It almost always rained on the days he remembered her.
The memory wasn't always voluntary — in fact, it almost never was. But it came. Like a silent notification in the mind. Like a scent that fills the air, even when nothing is there.
The end of the relationship wasn't dramatic. There were no shouting matches. No betrayals. No one slamming the door or swearing they'd never return.
There was only an "I can't do this anymore," and then silence.
And that silence stayed with him.
Living had become an automatic mechanism.
Get out of bed, black coffee, bathroom, any clothes, and off to work — a place where no one asked too many questions, where he could pretend he existed.
But his mind...
Ah, his mind was too loud.
Every morning, before leaving, he'd sit for five minutes at the edge of the bed. That's when the guilt settled in the strongest.
— Maybe I was too cold.
— Maybe I didn't listen enough.
— Maybe... maybe...
It was an internal litany repeated with surgical precision. Part of the ritual. Almost a prayer.

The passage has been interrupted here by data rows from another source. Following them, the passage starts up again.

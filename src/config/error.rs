//! Configuration error types.

use std::path::PathBuf;
use thiserror::Error;

/// Errors that can occur during configuration loading and validation.
#[derive(Debug, Error)]
pub enum ConfigError {
    /// A numeric variable could not be parsed.
    #[error("invalid value for {name}: '{value}' is not a valid {expected}")]
    InvalidNumber {
        name: &'static str,
        value: String,
        expected: &'static str,
    },

    #[error("invalid profile '{value}': expected base or guardrails")]
    InvalidProfile { value: String },

    #[error("invalid access mode '{value}': expected permissive or strict")]
    InvalidAccessMode { value: String },

    /// A value parsed but is outside its allowed range.
    #[error("{name} is out of range: {reason}")]
    OutOfRange { name: &'static str, reason: String },

    #[error("{name} must not be empty")]
    Empty { name: &'static str },

    /// Specified path does not exist on the filesystem.
    #[error("path does not exist: {path}")]
    PathNotFound { path: PathBuf },

    /// Path exists but is not a file (when a file was expected).
    #[error("path is not a file: {path}")]
    NotAFile { path: PathBuf },

    /// Path exists but is not a directory (when a directory was expected).
    #[error("path is not a directory: {path}")]
    NotADirectory { path: PathBuf },
}
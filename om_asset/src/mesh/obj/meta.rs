use anyhow::{Context, Result};
use objmaster::{om_format::BufferLayout, LoadOptions, MirrorMode};
use serde::Deserialize;
use std::path::Path;

/// Per-model bake settings, read from `<stem>.toml` or a folder wide `obj.toml`.
#[derive(Debug, Default, Clone, Copy, PartialEq, Eq, Deserialize)]
#[serde(default)]
pub(crate) struct ObjMeta {
    /// Negate these axes of positions and normals (x, y, z)
    pub(crate) mirror: [bool; 3],
    pub(crate) shared_vertex_buffer: bool,
    pub(crate) max_short_index: Option<u32>,
    /// Also write a normalized copy of the obj and mtl next to the baked file
    pub(crate) resave_obj: bool,
}

impl ObjMeta {
    pub(crate) fn parse(path: &Path) -> Result<Self> {
        let data = std::fs::read(path)?;
        let meta: Self = toml::from_slice(&data)
            .with_context(|| format!("Invalid meta file: {}", path.display()))?;
        Ok(meta)
    }

    pub(crate) fn load_options(&self) -> LoadOptions {
        LoadOptions {
            layout: if self.shared_vertex_buffer {
                BufferLayout::Shared
            } else {
                BufferLayout::PerMesh
            },
        }
    }

    pub(crate) fn mirror_mode(&self) -> MirrorMode {
        MirrorMode::from_axes(self.mirror)
    }
}

#[cfg(test)]
mod test {
    use super::*;

    #[test]
    fn test_parse_meta() -> Result<()> {
        let meta: ObjMeta = toml::from_str(
            r#"
            mirror = [true, false, false]
            shared_vertex_buffer = true
            max_short_index = 65535
            "#,
        )?;

        assert_eq!(meta.mirror_mode(), MirrorMode::X);
        assert_eq!(meta.load_options(), LoadOptions::shared());
        assert_eq!(meta.max_short_index, Some(65535));
        assert!(!meta.resave_obj);
        Ok(())
    }

    #[test]
    fn test_empty_meta_is_default() -> Result<()> {
        let meta: ObjMeta = toml::from_str("")?;
        assert_eq!(meta, ObjMeta::default());
        assert_eq!(meta.mirror_mode(), MirrorMode::NONE);
        Ok(())
    }
}
use thiserror::Error;

pub type Result<T> = ::std::result::Result<T, FormatError>;

#[derive(Error, Debug)]
pub enum FormatError {
    #[error("Serialization Error: {0}")]
    Serialization(#[from] Box<bincode::ErrorKind>),
    #[error("IO Error: {0}")]
    Io(#[from] std::io::Error),
    #[error("Unsupported mesh format version {found} (expected {expected})")]
    Version { found: u32, expected: u32 },
}
use std::{borrow::Cow, collections::HashMap};

use log::debug;
use om_format::{Mesh, VertexRecord};

use crate::error::SplitError;

/// The result of [`short_index_head_tail_cut`].
///
/// `head` references at most the requested number of distinct vertices;
/// `tail` holds every triangle that did not fit. Both use local indices.
#[derive(Debug)]
pub struct HeadTailCut<'a> {
    pub head: Cow<'a, Mesh>,
    pub tail: Mesh,
}

// Tracks which source vertices a part uses and their compacted index.
// A triangle is admitted as a whole or not at all.
struct VertexIndexUsage {
    max_count: usize,
    old_to_new: HashMap<u32, u32>,
}

impl VertexIndexUsage {
    fn new(max_count: usize) -> Self {
        Self {
            max_count,
            old_to_new: HashMap::new(),
        }
    }

    fn used(&self) -> usize {
        self.old_to_new.len()
    }

    fn try_admit(&mut self, triangle: &[u32; 3]) -> bool {
        let mut fresh: Vec<u32> = Vec::with_capacity(3);
        for &index in triangle {
            if !self.old_to_new.contains_key(&index) && !fresh.contains(&index) {
                fresh.push(index);
            }
        }

        if self.used() + fresh.len() > self.max_count {
            return false;
        }

        for index in fresh {
            let new_index = self.used() as u32;
            self.old_to_new.insert(index, new_index);
        }
        true
    }

    fn materialize(&self, source: &Mesh, triangles: &[[u32; 3]]) -> Mesh {
        let mut mesh = source.descriptor_copy();
        mesh.vertices = vec![VertexRecord::default(); self.used()];
        for (&old, &new) in &self.old_to_new {
            mesh.vertices[new as usize] = source.vertices[old as usize];
        }
        mesh.indices = triangles
            .iter()
            .flatten()
            .map(|old| self.old_to_new[old])
            .collect();
        mesh
    }
}

/// Cuts a mesh into a head that fits `max_short_index` distinct vertices and
/// an unconstrained tail with the rest.
///
/// A mesh with fewer vertices than the bound is returned as the head as is,
/// together with an empty tail. Otherwise triangles are offered to the head
/// in two passes: first those whose indices are all below the bound, then
/// the remaining ones. The head and tail are compacted and have base vertex 0.
pub fn short_index_head_tail_cut(
    mesh: &Mesh,
    max_short_index: u32,
) -> Result<HeadTailCut<'_>, SplitError> {
    if max_short_index < 3 {
        return Err(SplitError::BoundTooSmall(max_short_index));
    }
    if mesh.indices.len() % 3 != 0 {
        return Err(SplitError::NotTriangleList(mesh.indices.len()));
    }

    if mesh.vertices.len() < max_short_index as usize {
        return Ok(HeadTailCut {
            head: Cow::Borrowed(mesh),
            tail: mesh.descriptor_copy(),
        });
    }

    let triangles: Vec<[u32; 3]> = mesh
        .indices
        .chunks_exact(3)
        .map(|t| [t[0], t[1], t[2]].map(|index| index - mesh.base_vertex))
        .collect();

    let mut head_usage = VertexIndexUsage::new(max_short_index as usize);
    let mut head = Vec::new();
    let mut provisional_tail = Vec::new();
    for triangle in triangles {
        if triangle.iter().all(|&index| index < max_short_index) && head_usage.try_admit(&triangle)
        {
            head.push(triangle);
        } else {
            provisional_tail.push(triangle);
        }
    }

    // skip-list pass: later triangles may still fit the head
    let mut tail = Vec::new();
    for triangle in provisional_tail {
        if head_usage.try_admit(&triangle) {
            head.push(triangle);
        } else {
            tail.push(triangle);
        }
    }

    let mut tail_usage = VertexIndexUsage::new(usize::MAX);
    for triangle in &tail {
        tail_usage.try_admit(triangle);
    }

    debug!(
        "Cut \"{}\": head {} triangles / {} vertices, tail {} triangles / {} vertices",
        mesh.group_face_name,
        head.len(),
        head_usage.used(),
        tail.len(),
        tail_usage.used()
    );

    Ok(HeadTailCut {
        head: Cow::Owned(head_usage.materialize(mesh, &head)),
        tail: tail_usage.materialize(mesh, &tail),
    })
}

/// Cuts the tail again until nothing is left over. Every returned part
/// references at most `max_short_index` distinct vertices.
pub fn split_to_short_indices(mesh: &Mesh, max_short_index: u32) -> Result<Vec<Mesh>, SplitError> {
    let HeadTailCut { head, tail } = short_index_head_tail_cut(mesh, max_short_index)?;
    let mut parts = vec![head.into_owned()];
    let mut tail = tail;

    while !tail.indices.is_empty() {
        let HeadTailCut { head, tail: rest } = short_index_head_tail_cut(&tail, max_short_index)?;
        parts.push(head.into_owned());
        tail = rest;
    }

    Ok(parts)
}

#[cfg(test)]
mod test {
    use super::*;
    use om_format::Material;
    use std::collections::HashSet;

    fn mesh(vertex_count: usize, indices: Vec<u32>) -> Mesh {
        let mut mesh = Mesh::new("strip", Material::new("m"));
        mesh.vertices = (0..vertex_count)
            .map(|i| VertexRecord::new([i as f32, 0.0, 0.0], [0.0; 3], [0.0; 2]))
            .collect();
        mesh.indices = indices;
        mesh
    }

    fn positions(mesh: &Mesh) -> Vec<[u32; 3]> {
        mesh.indices
            .chunks_exact(3)
            .map(|t| [t[0], t[1], t[2]].map(|i| mesh.vertices[i as usize].position[0] as u32))
            .collect()
    }

    #[test]
    fn test_usage_admission_is_atomic() {
        let mut usage = VertexIndexUsage::new(4);
        assert!(usage.try_admit(&[0, 1, 2]));
        assert!(!usage.try_admit(&[3, 4, 5]));
        assert_eq!(usage.used(), 3);
        assert!(usage.try_admit(&[2, 3, 3]));
        assert_eq!(usage.used(), 4);
        assert!(usage.try_admit(&[0, 3, 1]));
        assert!(!usage.try_admit(&[0, 1, 9]));
    }

    #[test]
    fn test_cut_is_noop_below_bound() -> Result<(), SplitError> {
        let source = mesh(4, vec![0, 1, 2, 0, 2, 3]);
        let cut = short_index_head_tail_cut(&source, 5)?;

        assert!(matches!(cut.head, Cow::Borrowed(head) if std::ptr::eq(head, &source)));
        assert!(cut.tail.is_empty());
        assert_eq!(cut.tail.group_face_name, source.group_face_name);
        Ok(())
    }

    #[test]
    fn test_cut_rejects_bad_input() {
        let source = mesh(4, vec![0, 1, 2, 0]);
        assert_eq!(
            short_index_head_tail_cut(&source, 2).err(),
            Some(SplitError::BoundTooSmall(2))
        );
        assert_eq!(
            short_index_head_tail_cut(&source, 3).err(),
            Some(SplitError::NotTriangleList(4))
        );
    }

    #[test]
    fn test_second_pass_fills_head() -> Result<(), SplitError> {
        let source = mesh(6, vec![0, 1, 2, 3, 4, 5, 0, 1, 5]);
        let cut = short_index_head_tail_cut(&source, 4)?;

        assert_eq!(positions(&cut.head), vec![[0, 1, 2], [0, 1, 5]]);
        assert_eq!(cut.head.vertices.len(), 4);
        assert_eq!(cut.head.indices, vec![0, 1, 2, 0, 1, 3]);
        assert_eq!(positions(&cut.tail), vec![[3, 4, 5]]);
        assert_eq!(cut.tail.indices, vec![0, 1, 2]);
        Ok(())
    }

    #[test]
    fn test_cut_uses_local_indices() -> Result<(), SplitError> {
        let mut source = mesh(4, vec![10, 11, 12, 10, 12, 13]);
        source.base_vertex = 10;
        let cut = short_index_head_tail_cut(&source, 3)?;

        assert_eq!(positions(&cut.head), vec![[0, 1, 2]]);
        assert_eq!(positions(&cut.tail), vec![[0, 2, 3]]);
        assert_eq!(cut.head.base_vertex, 0);
        assert_eq!(cut.tail.base_vertex, 0);
        Ok(())
    }

    #[test]
    fn test_split_is_complete() -> Result<(), SplitError> {
        // a triangle strip over 100 vertices
        let indices = (0..98u32).flat_map(|i| [i, i + 1, i + 2]).collect();
        let source = mesh(100, indices);
        let parts = split_to_short_indices(&source, 16)?;

        let mut seen = HashSet::new();
        for part in &parts {
            assert!(part.vertices.len() <= 16);
            let distinct: HashSet<u32> = part.indices.iter().copied().collect();
            assert_eq!(distinct.len(), part.vertices.len());
            for triangle in positions(part) {
                assert!(seen.insert(triangle));
            }
        }
        assert_eq!(seen.len(), 98);
        assert_eq!(parts.iter().map(Mesh::triangle_count).sum::<usize>(), 98);
        Ok(())
    }
}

Except instead of asking for something, he punished himself.
Guilt had become the most familiar pillow of his nights.
He spoke to no one about it.
Because no one knew how he truly felt.
It wasn't easy to explain that he didn't want to "move on." He wanted to understand.
He wanted to find the exact moment when everything started to fall apart.
As if it were possible to go back and stop the first crack.
Then, on what seemed like a regular morning, he woke up somewhere else.
But not a strange place. Not just any dream.
It was exactly the place where he had met her for the first time.
The same late afternoon light. The same muffled sound of the city in the distance. The same wooden bench with chipped paint on the right armrest.
And for a moment, he thought:
"I died."
But it wasn't death. It was something else.
A second chance? A cruel trick of a tired mind?
Before he could stand up, a figure appeared in front of him.
It was like a stain in the air. It had no face. No body.
But he felt it watching him.
The entity — if that's what it could be called — spoke without a mouth, but with a voice he heard deep in his skull.
— You're in your past. You may live it however you like, but nothing will change.
— What do you mean? — he asked, confused, trying to stand.
— When that day ends, you will return to your life.
— But why? Why am I here?
— There is no why. And there will be no answers.
— Is this punishment?
Silence.
The entity vanished as if it had never existed.
And he was left there. Alone on the most important day of his life. The day it all began.
A strange chill ran through him — not from the weather, but from awareness.
He would have to relive it all.
And for the first time in a long while, he wanted to do things differently.